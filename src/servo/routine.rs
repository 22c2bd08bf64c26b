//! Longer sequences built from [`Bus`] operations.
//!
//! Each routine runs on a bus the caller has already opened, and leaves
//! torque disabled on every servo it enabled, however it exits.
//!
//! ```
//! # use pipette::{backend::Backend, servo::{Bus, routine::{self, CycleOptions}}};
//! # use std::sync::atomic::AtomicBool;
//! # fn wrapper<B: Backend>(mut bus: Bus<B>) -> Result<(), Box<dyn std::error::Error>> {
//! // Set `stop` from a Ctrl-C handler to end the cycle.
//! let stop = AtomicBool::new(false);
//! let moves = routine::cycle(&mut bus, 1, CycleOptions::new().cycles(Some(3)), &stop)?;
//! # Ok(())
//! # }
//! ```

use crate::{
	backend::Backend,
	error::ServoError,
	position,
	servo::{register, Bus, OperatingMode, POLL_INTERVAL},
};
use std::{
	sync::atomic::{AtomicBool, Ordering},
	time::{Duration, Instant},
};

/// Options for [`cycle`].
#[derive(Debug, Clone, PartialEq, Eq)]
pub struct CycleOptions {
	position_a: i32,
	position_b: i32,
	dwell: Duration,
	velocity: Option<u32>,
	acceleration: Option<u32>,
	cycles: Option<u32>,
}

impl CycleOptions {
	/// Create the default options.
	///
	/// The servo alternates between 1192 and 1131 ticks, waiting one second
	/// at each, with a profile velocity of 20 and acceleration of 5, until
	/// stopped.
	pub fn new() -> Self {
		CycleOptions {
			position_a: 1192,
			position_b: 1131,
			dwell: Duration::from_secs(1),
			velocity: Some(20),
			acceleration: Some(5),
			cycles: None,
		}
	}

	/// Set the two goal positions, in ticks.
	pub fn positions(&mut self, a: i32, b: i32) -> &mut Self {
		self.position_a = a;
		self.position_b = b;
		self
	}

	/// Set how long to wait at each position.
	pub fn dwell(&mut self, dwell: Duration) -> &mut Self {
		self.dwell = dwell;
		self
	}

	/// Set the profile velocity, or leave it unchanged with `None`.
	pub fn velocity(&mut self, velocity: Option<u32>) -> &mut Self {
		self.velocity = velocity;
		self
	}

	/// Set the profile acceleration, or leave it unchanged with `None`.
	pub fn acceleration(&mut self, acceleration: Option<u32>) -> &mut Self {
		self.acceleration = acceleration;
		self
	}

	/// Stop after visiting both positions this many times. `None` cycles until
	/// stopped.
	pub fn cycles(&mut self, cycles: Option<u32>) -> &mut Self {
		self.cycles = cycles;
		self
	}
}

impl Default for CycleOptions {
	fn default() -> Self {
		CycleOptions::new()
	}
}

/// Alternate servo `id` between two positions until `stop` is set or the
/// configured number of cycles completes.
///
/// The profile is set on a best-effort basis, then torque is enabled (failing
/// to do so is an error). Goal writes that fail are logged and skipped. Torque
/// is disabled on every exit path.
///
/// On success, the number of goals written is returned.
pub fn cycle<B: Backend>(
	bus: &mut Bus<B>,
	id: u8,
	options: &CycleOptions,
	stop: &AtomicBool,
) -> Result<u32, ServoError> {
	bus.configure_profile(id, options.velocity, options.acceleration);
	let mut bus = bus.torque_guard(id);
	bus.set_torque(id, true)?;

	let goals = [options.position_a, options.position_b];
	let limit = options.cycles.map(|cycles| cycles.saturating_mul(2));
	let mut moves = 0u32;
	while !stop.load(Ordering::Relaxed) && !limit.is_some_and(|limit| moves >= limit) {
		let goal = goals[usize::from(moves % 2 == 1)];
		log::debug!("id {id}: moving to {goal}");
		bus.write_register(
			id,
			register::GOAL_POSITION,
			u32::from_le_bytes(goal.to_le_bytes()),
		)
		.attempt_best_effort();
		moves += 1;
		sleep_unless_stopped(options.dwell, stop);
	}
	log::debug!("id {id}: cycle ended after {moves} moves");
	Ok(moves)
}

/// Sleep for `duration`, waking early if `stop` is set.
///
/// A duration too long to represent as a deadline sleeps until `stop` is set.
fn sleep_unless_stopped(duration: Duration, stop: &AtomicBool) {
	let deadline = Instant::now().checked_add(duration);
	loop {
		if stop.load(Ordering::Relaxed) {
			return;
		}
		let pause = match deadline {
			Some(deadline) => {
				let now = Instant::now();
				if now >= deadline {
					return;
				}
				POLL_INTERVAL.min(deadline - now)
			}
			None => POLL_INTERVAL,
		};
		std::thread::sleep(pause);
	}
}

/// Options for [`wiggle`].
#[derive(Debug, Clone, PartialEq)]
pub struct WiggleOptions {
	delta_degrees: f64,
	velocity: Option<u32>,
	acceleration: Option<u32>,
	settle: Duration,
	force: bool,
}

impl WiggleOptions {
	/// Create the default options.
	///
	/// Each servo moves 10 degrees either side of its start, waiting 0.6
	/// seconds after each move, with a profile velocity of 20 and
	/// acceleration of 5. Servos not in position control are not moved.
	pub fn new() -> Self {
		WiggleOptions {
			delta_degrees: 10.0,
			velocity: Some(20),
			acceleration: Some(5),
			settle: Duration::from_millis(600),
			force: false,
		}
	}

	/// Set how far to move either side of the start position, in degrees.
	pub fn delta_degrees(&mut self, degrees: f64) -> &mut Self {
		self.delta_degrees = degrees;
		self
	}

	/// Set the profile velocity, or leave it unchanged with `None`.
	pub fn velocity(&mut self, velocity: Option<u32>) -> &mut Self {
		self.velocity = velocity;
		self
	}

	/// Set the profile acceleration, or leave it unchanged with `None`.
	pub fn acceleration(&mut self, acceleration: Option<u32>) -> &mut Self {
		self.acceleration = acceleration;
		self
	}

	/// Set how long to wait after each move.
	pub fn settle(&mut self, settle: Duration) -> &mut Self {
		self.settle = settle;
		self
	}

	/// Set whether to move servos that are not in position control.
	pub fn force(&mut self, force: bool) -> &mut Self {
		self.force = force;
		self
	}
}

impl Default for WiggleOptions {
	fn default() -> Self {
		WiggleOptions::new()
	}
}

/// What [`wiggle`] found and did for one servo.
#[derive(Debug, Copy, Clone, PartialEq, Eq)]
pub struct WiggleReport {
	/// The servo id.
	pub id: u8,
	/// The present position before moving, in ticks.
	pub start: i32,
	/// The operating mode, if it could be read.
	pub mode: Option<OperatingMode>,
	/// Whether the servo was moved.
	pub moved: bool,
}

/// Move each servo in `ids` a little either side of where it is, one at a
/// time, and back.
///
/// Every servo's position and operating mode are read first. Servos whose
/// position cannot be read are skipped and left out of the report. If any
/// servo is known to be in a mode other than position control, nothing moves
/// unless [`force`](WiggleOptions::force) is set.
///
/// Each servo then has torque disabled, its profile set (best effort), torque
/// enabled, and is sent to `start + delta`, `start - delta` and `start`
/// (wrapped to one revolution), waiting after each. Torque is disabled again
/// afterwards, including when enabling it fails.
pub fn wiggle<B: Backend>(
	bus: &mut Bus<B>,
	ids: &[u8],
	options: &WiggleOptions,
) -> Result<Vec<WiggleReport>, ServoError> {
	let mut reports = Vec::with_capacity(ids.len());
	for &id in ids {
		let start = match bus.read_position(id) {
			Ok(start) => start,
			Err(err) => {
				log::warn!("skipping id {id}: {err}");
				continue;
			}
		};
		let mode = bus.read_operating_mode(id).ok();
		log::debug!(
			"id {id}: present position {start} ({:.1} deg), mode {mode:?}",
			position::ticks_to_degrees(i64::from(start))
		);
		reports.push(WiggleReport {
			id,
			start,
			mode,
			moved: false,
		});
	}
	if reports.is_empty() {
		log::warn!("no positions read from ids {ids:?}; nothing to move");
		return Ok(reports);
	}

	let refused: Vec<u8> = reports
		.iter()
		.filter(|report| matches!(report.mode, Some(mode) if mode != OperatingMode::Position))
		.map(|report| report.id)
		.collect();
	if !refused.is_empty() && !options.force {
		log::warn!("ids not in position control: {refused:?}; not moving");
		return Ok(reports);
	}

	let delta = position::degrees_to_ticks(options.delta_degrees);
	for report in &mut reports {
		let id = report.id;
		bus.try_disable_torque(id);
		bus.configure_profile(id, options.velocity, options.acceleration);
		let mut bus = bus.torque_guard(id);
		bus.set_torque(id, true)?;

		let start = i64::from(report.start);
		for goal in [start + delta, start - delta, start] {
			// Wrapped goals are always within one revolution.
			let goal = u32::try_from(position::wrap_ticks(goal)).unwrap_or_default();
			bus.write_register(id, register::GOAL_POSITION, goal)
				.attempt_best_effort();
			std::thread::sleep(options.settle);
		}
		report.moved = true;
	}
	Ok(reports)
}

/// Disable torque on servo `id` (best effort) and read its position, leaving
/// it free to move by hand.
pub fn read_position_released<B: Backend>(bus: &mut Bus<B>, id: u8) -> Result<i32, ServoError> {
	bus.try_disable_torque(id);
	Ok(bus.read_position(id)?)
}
####################
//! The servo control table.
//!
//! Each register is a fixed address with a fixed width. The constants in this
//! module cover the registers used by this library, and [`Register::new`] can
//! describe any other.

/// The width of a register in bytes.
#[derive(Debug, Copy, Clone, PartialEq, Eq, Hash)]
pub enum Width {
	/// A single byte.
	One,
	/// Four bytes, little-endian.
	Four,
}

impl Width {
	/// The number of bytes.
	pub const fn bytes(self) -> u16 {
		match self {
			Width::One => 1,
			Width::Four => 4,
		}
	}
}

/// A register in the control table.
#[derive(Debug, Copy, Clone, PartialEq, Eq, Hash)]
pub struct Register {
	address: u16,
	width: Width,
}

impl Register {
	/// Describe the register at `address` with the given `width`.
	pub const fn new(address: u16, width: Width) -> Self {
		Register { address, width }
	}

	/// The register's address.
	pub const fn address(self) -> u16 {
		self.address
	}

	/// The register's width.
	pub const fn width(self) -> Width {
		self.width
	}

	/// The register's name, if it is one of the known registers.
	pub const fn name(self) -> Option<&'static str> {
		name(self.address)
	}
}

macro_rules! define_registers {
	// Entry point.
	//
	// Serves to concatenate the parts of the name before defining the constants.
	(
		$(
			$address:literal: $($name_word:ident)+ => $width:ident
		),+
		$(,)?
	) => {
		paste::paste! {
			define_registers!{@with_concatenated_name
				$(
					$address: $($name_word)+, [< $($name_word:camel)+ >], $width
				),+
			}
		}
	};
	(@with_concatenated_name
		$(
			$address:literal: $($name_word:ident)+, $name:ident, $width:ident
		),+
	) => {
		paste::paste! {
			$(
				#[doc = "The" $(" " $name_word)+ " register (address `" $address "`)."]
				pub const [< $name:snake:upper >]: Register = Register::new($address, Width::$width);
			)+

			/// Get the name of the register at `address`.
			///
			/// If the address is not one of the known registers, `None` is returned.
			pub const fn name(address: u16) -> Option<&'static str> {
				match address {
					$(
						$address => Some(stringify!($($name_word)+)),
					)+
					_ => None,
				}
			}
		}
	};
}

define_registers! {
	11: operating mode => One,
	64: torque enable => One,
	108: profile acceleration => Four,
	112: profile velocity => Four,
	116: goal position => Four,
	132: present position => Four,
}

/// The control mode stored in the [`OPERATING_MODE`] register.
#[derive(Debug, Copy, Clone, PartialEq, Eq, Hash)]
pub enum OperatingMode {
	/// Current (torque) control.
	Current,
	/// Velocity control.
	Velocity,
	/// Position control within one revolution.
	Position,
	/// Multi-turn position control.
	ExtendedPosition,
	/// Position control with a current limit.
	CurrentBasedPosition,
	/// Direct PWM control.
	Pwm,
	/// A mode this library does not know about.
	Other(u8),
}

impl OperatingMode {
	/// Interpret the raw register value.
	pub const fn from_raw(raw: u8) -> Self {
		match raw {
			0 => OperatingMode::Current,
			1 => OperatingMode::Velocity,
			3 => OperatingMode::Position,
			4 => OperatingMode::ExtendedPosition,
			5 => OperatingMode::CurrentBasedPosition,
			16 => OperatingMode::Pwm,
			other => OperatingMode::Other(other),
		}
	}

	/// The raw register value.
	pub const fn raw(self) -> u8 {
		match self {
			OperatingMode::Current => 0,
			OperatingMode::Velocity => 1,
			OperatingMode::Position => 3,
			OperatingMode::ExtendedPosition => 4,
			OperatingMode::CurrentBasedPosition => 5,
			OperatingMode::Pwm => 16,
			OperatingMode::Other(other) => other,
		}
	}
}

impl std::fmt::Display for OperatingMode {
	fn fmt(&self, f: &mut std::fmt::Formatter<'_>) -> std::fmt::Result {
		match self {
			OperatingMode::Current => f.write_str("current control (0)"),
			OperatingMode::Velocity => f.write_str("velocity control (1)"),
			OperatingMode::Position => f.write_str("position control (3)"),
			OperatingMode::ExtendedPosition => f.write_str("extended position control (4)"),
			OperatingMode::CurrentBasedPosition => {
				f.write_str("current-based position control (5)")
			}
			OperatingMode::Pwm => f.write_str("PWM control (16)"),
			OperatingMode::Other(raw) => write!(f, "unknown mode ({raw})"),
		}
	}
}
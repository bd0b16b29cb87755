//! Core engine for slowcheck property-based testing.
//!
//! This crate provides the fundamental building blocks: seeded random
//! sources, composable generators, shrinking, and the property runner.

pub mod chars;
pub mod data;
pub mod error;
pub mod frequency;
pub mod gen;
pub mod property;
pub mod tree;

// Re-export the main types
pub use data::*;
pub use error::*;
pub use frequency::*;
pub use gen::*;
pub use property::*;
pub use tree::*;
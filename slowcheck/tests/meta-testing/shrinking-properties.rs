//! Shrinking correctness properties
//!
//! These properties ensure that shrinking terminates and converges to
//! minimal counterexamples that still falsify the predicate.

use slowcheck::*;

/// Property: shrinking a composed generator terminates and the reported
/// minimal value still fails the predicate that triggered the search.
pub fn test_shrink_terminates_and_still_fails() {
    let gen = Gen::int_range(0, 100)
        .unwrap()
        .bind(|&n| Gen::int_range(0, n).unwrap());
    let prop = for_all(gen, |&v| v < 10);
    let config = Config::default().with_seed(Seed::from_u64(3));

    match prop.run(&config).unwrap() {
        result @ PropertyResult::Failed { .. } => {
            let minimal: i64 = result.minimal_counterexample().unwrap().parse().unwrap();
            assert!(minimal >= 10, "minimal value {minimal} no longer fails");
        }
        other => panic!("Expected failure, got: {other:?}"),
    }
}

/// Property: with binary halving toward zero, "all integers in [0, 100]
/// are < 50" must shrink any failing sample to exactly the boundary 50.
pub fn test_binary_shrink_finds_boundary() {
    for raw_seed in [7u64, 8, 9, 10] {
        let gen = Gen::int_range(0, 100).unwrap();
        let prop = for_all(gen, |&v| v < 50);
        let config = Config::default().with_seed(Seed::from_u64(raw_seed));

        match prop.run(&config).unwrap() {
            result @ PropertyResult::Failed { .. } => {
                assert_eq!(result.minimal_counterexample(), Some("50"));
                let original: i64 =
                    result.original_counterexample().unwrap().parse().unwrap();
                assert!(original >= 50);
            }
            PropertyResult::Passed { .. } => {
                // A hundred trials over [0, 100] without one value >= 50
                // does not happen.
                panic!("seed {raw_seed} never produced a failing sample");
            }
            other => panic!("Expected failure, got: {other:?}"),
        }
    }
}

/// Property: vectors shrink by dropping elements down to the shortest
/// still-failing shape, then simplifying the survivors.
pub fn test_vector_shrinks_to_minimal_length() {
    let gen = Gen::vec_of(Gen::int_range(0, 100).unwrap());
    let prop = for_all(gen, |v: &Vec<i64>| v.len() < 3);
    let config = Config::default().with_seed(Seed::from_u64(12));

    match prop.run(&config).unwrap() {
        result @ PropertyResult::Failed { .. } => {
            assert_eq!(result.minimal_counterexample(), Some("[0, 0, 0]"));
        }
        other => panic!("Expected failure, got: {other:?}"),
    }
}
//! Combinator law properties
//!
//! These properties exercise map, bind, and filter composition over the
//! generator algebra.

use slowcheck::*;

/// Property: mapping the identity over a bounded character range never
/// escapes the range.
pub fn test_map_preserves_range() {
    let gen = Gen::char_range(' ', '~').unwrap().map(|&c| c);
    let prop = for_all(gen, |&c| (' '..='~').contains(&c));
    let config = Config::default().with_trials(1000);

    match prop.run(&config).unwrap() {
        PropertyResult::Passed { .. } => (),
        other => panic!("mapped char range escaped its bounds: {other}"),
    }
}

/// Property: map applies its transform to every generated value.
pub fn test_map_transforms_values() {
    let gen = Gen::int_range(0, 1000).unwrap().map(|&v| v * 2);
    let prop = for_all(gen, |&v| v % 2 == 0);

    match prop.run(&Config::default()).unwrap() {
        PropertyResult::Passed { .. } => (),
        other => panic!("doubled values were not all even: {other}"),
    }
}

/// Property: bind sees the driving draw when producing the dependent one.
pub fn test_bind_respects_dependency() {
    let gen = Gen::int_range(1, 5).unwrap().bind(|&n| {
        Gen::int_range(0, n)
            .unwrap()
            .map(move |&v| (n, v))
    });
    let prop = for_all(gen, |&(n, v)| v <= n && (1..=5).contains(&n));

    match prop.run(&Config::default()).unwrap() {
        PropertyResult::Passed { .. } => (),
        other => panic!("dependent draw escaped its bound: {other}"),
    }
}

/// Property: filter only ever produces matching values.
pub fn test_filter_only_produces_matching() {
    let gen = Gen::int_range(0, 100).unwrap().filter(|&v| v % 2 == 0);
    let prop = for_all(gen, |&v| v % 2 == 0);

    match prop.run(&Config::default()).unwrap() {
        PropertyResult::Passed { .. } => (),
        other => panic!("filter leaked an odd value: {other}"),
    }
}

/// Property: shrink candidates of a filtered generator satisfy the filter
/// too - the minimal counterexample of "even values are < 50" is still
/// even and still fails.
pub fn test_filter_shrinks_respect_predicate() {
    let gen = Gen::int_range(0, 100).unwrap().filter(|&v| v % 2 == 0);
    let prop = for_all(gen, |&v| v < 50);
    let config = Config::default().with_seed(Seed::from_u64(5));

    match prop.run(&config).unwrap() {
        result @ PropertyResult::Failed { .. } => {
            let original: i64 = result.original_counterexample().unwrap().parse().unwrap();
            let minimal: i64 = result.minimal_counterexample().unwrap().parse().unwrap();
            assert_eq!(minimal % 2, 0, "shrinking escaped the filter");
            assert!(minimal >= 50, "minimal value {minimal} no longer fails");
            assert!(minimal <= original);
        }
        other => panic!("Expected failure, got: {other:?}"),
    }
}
####################
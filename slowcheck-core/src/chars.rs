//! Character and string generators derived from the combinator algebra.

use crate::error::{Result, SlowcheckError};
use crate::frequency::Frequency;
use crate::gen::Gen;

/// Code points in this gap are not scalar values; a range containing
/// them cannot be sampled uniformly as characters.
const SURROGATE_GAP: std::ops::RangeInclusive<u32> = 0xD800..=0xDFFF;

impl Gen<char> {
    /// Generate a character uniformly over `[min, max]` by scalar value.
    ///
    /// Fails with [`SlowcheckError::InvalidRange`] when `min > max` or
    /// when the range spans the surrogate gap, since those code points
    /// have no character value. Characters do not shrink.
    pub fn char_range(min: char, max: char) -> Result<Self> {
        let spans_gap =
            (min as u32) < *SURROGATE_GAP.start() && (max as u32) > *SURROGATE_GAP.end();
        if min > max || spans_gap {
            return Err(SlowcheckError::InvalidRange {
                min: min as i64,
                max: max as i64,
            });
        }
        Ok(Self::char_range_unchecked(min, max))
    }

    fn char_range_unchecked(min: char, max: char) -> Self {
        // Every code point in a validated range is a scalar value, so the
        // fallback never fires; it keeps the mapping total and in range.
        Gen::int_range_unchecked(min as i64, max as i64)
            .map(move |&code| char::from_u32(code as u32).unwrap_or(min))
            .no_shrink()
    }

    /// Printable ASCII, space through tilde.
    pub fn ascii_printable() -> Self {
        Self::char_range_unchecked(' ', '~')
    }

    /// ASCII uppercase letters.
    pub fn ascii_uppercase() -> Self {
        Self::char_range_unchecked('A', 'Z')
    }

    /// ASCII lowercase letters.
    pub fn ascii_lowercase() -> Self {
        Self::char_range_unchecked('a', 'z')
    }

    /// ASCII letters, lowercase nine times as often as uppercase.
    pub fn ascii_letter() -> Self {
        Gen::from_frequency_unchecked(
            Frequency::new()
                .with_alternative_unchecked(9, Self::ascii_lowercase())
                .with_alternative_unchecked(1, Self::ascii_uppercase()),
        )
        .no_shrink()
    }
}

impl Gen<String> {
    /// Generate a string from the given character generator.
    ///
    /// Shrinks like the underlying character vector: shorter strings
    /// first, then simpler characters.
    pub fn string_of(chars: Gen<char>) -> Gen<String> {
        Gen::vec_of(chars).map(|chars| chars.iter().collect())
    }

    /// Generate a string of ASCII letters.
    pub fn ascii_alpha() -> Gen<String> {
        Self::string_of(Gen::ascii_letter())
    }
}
####################
WHAT IS EXPECTED = Out of the listing above, reproduce exactly the lines from the one with "pub const fn address(self)" up to and including the one with "108: profile acceleration".

ANSWER TO THIS TASK =
	pub const fn address(self) -> u16 {
		self.address
	}

	/// The register's width.
	pub const fn width(self) -> Width {
		self.width
	}

	/// The register's name, if it is one of the known registers.
	pub const fn name(self) -> Option<&'static str> {
		name(self.address)
	}
}

macro_rules! define_registers {
	// Entry point.
	//
	// Serves to concatenate the parts of the name before defining the constants.
	(
		$(
			$address:literal: $($name_word:ident)+ => $width:ident
		),+
		$(,)?
	) => {
		paste::paste! {
			define_registers!{@with_concatenated_name
				$(
					$address: $($name_word)+, [< $($name_word:camel)+ >], $width
				),+
			}
		}
	};
	(@with_concatenated_name
		$(
			$address:literal: $($name_word:ident)+, $name:ident, $width:ident
		),+
	) => {
		paste::paste! {
			$(
				#[doc = "The" $(" " $name_word)+ " register (address `" $address "`)."]
				pub const [< $name:snake:upper >]: Register = Register::new($address, Width::$width);
			)+

			/// Get the name of the register at `address`.
			///
			/// If the address is not one of the known registers, `None` is returned.
			pub const fn name(address: u16) -> Option<&'static str> {
				match address {
					$(
						$address => Some(stringify!($($name_word)+)),
					)+
					_ => None,
				}
			}
		}
	};
}

define_registers! {
	11: operating mode => One,
	64: torque enable => One,
	108: profile acceleration => Four,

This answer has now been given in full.